*** Opening Records ***

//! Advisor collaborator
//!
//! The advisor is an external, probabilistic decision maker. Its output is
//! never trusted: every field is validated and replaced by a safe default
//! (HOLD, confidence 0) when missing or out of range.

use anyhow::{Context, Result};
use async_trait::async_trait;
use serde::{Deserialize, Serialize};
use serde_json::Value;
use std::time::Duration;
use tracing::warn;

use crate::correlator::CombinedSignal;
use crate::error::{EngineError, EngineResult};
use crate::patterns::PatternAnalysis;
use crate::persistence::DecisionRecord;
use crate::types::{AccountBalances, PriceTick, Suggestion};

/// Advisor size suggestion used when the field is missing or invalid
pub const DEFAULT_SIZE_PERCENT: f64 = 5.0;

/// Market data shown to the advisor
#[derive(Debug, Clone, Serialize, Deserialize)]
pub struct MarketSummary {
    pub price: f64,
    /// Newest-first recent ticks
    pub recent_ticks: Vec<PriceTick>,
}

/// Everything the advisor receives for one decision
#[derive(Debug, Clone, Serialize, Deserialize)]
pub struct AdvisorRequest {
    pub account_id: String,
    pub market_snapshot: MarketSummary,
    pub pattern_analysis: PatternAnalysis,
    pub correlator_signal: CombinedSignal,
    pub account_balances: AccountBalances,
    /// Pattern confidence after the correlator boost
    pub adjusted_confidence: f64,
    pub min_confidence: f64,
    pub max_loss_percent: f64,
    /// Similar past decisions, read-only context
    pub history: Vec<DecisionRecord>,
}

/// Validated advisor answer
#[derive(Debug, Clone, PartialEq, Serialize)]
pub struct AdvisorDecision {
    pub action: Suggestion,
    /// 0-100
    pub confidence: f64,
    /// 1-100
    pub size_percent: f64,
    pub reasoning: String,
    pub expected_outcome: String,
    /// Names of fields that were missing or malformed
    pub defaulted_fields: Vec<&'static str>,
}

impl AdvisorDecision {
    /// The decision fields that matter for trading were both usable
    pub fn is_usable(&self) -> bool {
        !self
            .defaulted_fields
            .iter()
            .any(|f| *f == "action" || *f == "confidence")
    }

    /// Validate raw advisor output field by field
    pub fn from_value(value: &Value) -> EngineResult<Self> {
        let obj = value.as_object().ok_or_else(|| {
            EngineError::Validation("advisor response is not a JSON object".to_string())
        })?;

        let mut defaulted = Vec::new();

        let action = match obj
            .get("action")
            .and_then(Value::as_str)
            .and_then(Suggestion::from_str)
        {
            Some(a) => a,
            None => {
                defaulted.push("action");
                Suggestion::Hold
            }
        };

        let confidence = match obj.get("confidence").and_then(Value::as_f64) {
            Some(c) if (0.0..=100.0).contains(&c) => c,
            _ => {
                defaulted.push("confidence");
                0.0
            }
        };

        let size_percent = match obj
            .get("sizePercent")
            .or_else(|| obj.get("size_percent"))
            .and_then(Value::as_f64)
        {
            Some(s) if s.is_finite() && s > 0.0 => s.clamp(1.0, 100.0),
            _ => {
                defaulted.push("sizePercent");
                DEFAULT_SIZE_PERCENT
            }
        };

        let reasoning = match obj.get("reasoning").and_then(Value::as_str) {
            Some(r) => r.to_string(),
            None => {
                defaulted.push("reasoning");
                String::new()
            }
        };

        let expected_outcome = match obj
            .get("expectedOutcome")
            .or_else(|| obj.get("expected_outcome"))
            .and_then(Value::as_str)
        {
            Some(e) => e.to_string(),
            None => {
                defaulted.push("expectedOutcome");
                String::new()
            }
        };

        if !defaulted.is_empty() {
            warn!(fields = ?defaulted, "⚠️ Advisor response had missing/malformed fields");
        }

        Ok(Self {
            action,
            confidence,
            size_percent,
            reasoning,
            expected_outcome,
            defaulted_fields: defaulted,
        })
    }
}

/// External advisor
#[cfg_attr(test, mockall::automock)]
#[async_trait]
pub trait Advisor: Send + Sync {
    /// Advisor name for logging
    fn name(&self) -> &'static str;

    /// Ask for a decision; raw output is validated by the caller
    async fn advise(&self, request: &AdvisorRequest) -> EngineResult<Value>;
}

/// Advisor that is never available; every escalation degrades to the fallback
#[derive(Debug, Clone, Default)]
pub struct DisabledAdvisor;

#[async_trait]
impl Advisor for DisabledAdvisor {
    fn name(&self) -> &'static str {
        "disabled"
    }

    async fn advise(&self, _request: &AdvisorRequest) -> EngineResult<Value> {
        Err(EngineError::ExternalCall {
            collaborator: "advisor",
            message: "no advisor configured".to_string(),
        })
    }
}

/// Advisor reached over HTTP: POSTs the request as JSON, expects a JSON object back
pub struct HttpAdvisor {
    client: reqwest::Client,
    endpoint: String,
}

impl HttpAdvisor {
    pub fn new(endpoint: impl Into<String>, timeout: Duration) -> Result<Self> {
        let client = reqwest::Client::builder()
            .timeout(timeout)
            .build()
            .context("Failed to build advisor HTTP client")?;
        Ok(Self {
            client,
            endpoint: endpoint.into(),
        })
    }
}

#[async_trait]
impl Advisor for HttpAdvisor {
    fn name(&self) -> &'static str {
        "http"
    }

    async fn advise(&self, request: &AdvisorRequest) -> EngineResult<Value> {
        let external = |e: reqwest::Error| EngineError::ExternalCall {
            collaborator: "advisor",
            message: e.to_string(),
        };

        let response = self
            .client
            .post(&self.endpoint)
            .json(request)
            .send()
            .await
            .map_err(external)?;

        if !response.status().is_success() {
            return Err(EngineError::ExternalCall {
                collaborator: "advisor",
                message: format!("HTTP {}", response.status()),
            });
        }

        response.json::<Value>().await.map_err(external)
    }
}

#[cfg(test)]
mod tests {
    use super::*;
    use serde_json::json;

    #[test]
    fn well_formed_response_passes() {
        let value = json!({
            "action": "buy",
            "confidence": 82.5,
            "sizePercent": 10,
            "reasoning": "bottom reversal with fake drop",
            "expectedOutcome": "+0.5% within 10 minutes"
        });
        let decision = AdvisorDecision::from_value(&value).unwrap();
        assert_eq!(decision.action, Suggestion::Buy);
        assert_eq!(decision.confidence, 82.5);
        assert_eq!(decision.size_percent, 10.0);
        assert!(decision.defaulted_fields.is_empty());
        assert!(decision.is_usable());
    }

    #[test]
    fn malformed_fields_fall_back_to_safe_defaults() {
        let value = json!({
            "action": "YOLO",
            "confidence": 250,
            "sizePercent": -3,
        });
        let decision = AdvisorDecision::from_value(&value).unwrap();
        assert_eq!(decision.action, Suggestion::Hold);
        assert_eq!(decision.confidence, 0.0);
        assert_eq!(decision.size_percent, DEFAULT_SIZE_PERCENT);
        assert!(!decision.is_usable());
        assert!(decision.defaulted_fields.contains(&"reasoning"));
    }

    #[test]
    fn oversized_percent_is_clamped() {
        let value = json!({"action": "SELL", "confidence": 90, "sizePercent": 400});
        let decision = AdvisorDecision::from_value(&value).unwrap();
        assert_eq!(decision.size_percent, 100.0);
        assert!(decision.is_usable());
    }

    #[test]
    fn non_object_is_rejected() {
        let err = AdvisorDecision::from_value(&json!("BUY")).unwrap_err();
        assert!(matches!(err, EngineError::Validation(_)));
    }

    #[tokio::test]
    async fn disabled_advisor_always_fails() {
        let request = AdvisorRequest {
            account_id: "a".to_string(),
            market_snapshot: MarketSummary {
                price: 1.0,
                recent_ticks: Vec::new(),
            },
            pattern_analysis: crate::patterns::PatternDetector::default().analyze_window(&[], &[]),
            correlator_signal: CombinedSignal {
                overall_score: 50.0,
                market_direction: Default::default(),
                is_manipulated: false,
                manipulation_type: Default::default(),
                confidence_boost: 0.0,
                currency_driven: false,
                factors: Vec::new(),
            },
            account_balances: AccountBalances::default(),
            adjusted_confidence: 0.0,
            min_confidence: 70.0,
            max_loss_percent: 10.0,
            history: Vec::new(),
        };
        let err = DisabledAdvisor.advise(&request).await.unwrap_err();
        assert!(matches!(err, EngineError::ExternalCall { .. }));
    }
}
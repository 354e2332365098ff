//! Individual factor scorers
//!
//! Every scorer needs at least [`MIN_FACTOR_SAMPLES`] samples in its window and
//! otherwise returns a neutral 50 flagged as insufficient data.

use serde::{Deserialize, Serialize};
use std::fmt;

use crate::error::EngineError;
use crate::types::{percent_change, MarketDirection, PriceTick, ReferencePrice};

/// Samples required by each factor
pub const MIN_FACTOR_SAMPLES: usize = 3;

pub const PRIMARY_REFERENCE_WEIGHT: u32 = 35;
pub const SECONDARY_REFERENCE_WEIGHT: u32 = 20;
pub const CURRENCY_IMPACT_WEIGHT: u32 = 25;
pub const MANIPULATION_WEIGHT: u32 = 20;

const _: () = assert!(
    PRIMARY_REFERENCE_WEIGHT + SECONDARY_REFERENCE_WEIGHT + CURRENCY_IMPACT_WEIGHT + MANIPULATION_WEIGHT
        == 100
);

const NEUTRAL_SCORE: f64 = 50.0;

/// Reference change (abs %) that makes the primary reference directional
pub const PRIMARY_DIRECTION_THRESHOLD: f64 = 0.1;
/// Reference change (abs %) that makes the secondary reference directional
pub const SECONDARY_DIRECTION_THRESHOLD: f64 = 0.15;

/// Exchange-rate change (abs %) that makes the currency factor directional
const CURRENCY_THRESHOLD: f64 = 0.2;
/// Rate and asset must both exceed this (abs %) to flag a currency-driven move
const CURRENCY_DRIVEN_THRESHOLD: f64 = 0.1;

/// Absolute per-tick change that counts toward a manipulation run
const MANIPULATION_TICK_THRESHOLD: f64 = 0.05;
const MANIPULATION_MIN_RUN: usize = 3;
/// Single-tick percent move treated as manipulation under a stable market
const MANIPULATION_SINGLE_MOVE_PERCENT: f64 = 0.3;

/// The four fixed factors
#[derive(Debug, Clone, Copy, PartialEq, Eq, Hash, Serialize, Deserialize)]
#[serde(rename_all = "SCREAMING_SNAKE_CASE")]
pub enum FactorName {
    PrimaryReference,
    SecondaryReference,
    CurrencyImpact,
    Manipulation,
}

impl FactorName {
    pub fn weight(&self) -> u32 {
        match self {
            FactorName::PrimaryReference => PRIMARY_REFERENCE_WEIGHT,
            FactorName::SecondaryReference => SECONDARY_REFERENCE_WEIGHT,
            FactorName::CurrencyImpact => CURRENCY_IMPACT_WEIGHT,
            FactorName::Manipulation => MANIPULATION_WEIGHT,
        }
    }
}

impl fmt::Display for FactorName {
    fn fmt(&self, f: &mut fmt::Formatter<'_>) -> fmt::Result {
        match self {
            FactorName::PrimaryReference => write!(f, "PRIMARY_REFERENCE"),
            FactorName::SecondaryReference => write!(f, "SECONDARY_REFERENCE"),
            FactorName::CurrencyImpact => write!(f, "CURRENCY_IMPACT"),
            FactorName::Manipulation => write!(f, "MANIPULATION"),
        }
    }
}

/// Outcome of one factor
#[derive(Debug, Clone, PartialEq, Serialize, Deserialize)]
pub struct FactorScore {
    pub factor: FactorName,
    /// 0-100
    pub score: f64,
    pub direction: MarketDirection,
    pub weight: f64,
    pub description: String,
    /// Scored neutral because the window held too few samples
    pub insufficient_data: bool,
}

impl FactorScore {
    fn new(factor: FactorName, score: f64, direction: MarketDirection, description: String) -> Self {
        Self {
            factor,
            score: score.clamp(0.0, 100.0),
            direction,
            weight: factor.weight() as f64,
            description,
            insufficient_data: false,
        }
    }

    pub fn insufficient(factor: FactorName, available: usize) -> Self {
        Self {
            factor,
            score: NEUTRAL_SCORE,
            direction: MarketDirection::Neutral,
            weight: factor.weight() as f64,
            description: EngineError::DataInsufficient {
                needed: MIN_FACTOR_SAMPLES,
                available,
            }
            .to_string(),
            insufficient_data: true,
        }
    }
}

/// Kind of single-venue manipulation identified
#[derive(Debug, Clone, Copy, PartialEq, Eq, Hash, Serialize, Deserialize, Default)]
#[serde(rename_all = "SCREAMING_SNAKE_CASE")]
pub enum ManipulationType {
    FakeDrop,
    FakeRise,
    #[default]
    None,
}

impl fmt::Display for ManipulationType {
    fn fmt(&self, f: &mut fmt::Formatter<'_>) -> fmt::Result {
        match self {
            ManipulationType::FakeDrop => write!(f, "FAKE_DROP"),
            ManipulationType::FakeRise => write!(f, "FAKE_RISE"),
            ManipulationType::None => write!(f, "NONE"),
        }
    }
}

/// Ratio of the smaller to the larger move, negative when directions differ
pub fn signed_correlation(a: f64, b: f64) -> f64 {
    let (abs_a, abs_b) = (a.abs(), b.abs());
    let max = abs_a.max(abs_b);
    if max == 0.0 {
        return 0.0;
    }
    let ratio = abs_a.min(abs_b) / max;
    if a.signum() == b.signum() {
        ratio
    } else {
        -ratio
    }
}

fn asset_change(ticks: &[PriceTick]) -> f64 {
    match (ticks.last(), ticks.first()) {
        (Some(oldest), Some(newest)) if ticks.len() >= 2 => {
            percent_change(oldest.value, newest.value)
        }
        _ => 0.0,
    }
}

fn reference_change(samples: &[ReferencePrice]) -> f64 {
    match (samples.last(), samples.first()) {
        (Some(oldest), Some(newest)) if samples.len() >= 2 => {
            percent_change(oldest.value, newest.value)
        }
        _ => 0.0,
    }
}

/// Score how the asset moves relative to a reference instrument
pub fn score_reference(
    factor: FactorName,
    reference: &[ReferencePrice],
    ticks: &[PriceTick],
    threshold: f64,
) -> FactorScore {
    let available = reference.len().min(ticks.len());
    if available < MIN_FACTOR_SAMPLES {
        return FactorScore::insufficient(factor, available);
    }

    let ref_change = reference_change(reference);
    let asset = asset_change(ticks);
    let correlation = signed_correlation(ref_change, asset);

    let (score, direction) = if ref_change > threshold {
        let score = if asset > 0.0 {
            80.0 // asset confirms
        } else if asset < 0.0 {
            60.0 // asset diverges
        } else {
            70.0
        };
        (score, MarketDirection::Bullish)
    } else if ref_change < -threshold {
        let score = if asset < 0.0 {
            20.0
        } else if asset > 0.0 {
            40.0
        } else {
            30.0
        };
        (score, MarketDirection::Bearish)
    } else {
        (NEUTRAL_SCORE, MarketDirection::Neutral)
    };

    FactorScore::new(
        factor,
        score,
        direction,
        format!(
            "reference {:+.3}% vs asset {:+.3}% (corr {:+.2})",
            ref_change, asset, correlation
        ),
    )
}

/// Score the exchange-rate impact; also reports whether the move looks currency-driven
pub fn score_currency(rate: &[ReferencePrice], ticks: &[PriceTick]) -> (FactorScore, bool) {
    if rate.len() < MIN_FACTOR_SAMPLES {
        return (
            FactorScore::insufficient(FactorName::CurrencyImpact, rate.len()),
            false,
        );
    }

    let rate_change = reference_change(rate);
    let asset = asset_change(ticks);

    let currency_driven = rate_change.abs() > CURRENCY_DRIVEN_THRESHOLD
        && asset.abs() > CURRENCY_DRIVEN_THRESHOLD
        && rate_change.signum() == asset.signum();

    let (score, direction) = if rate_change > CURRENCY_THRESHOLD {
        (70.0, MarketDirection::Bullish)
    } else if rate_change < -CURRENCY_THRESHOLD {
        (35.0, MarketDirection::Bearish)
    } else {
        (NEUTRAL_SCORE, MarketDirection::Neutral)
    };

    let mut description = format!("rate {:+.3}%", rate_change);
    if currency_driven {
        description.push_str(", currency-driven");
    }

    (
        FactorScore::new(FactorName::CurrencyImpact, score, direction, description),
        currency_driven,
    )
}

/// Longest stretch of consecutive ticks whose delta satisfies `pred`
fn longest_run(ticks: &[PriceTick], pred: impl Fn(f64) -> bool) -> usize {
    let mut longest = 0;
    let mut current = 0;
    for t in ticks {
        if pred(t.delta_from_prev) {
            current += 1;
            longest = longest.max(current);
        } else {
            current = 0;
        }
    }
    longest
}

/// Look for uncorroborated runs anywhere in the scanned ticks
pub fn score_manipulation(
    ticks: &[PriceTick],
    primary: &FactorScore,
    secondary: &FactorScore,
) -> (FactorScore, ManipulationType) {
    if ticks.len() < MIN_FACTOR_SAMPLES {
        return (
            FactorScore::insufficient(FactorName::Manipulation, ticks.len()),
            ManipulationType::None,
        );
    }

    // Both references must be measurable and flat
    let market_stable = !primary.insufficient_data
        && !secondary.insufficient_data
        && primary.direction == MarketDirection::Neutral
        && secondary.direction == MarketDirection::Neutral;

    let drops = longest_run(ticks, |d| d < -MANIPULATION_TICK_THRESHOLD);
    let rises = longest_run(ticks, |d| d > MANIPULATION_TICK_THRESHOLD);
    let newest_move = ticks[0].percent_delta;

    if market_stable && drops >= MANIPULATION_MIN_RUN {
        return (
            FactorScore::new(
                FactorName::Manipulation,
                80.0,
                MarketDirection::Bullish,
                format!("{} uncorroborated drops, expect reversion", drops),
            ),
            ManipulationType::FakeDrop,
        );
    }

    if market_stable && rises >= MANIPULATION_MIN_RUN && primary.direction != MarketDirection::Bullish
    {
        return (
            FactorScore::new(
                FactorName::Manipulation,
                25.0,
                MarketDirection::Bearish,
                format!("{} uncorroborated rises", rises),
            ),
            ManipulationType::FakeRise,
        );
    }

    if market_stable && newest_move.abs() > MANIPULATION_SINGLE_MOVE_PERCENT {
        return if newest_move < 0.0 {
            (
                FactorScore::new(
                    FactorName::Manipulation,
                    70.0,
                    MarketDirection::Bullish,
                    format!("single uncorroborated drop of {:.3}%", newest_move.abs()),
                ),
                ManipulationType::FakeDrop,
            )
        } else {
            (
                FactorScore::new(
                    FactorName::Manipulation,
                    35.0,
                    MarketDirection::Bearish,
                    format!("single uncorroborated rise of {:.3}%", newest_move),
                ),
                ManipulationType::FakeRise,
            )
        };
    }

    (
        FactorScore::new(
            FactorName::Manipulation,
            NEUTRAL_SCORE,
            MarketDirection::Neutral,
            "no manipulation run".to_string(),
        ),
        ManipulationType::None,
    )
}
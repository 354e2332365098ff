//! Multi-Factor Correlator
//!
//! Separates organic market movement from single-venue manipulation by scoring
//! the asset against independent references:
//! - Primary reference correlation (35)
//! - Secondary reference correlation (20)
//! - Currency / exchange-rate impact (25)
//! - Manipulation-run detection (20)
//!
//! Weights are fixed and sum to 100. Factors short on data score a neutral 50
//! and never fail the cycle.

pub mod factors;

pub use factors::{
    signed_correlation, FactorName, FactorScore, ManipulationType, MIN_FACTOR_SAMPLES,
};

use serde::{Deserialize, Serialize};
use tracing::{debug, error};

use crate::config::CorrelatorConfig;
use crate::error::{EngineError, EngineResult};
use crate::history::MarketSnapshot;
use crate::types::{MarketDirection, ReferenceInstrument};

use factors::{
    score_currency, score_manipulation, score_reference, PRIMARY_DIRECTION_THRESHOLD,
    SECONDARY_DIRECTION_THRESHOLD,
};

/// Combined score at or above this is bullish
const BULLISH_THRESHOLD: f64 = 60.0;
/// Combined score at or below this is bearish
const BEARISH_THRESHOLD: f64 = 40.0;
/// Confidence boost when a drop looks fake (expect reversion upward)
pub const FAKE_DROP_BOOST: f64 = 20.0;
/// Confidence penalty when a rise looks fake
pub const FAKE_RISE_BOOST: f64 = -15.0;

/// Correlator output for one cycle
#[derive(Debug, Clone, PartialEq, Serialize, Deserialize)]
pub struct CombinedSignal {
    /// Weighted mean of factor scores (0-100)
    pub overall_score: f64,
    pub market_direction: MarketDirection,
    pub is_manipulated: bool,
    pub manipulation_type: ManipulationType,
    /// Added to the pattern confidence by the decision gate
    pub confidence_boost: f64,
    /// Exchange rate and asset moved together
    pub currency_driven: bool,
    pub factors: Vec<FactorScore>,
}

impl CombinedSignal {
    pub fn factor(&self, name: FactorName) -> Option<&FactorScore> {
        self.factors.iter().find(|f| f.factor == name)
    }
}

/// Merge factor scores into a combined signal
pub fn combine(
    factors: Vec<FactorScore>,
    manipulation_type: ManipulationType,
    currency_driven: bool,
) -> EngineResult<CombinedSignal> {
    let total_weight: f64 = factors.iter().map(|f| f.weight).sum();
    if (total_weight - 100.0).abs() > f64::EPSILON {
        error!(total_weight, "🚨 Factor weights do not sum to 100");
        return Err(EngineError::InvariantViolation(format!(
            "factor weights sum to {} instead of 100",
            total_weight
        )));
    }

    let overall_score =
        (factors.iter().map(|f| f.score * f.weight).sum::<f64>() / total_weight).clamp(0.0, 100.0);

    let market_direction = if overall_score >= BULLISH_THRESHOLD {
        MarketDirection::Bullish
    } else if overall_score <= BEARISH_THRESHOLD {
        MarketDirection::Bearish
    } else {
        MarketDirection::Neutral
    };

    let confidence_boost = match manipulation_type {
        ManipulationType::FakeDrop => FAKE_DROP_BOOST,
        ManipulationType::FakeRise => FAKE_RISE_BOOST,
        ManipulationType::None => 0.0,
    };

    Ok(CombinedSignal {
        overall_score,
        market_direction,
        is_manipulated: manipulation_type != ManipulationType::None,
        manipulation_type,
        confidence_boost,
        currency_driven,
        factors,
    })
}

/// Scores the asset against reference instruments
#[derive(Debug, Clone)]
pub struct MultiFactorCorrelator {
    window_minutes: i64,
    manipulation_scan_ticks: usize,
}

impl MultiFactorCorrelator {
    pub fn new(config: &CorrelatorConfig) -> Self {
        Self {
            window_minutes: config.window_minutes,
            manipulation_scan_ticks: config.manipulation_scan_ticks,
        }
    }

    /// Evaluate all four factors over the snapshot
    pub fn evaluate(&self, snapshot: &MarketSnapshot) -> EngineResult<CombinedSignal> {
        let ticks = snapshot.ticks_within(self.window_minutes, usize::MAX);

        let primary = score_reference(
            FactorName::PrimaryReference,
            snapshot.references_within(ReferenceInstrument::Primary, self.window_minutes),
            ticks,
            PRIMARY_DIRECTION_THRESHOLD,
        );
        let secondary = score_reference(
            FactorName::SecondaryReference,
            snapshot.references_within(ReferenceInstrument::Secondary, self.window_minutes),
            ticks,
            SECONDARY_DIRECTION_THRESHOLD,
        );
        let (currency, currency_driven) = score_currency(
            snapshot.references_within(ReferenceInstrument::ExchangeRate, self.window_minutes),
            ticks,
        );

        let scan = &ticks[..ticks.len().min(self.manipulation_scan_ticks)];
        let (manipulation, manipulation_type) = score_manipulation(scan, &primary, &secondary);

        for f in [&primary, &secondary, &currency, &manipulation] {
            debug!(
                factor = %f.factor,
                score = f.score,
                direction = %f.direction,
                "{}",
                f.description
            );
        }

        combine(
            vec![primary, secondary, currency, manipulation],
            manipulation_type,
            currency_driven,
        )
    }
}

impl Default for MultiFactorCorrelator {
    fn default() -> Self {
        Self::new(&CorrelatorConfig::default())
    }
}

*** Closing Records ***

Scan the material for the word "CombinedSignal". Return every line where it is found.

#### [Answer to the problem]
use crate::correlator::CombinedSignal;
    pub correlator_signal: CombinedSignal,
            correlator_signal: CombinedSignal {
pub struct CombinedSignal {
impl CombinedSignal {
) -> EngineResult<CombinedSignal> {
    Ok(CombinedSignal {
    pub fn evaluate(&self, snapshot: &MarketSnapshot) -> EngineResult<CombinedSignal> {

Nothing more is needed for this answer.